- **Work request**
Say how many lines in this listing include the word "Duration", with no other words in the reply.
* * *
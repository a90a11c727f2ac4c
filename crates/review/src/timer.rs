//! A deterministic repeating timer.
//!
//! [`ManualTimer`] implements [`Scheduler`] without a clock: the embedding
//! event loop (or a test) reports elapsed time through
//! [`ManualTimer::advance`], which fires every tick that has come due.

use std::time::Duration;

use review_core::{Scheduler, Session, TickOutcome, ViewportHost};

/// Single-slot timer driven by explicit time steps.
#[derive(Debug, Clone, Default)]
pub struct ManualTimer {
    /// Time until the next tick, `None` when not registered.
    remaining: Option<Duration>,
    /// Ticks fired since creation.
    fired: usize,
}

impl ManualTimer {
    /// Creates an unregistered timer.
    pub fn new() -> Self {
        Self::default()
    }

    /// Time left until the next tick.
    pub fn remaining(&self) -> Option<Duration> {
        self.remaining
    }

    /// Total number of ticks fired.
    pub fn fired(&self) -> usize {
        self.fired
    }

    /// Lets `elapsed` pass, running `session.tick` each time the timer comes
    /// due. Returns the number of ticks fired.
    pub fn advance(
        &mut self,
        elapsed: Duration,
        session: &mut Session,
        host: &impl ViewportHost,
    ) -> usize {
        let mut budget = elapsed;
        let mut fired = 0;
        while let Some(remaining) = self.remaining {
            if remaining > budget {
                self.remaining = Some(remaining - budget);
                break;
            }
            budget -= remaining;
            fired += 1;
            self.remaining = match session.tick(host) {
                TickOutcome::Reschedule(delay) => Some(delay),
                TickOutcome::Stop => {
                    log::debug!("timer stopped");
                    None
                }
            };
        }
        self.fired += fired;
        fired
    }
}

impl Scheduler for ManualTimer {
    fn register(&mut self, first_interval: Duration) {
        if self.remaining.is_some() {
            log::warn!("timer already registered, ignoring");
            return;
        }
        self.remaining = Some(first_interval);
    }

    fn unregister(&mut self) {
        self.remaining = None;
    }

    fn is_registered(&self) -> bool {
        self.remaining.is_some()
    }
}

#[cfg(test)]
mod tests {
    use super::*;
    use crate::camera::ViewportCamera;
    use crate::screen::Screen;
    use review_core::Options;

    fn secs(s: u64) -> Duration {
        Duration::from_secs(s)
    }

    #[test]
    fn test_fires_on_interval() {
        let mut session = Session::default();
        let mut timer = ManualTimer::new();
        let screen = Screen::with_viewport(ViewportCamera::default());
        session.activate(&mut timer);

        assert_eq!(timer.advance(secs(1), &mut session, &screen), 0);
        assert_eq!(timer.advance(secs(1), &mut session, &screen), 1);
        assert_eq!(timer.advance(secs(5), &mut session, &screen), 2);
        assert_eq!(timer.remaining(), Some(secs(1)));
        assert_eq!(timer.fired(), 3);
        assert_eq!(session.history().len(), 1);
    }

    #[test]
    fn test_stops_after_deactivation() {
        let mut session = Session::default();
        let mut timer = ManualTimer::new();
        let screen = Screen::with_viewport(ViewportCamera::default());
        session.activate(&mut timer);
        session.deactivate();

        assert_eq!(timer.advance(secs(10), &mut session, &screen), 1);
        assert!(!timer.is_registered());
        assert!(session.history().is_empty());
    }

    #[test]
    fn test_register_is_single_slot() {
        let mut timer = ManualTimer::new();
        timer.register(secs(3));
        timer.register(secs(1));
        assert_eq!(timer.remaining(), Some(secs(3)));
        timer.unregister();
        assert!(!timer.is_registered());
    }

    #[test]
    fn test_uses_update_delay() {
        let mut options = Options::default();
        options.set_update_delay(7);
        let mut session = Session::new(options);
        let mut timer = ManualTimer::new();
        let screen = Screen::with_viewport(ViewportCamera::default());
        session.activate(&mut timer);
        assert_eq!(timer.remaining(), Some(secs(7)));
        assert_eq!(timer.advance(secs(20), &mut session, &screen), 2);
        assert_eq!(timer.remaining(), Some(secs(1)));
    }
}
* * *
- **Task response**
7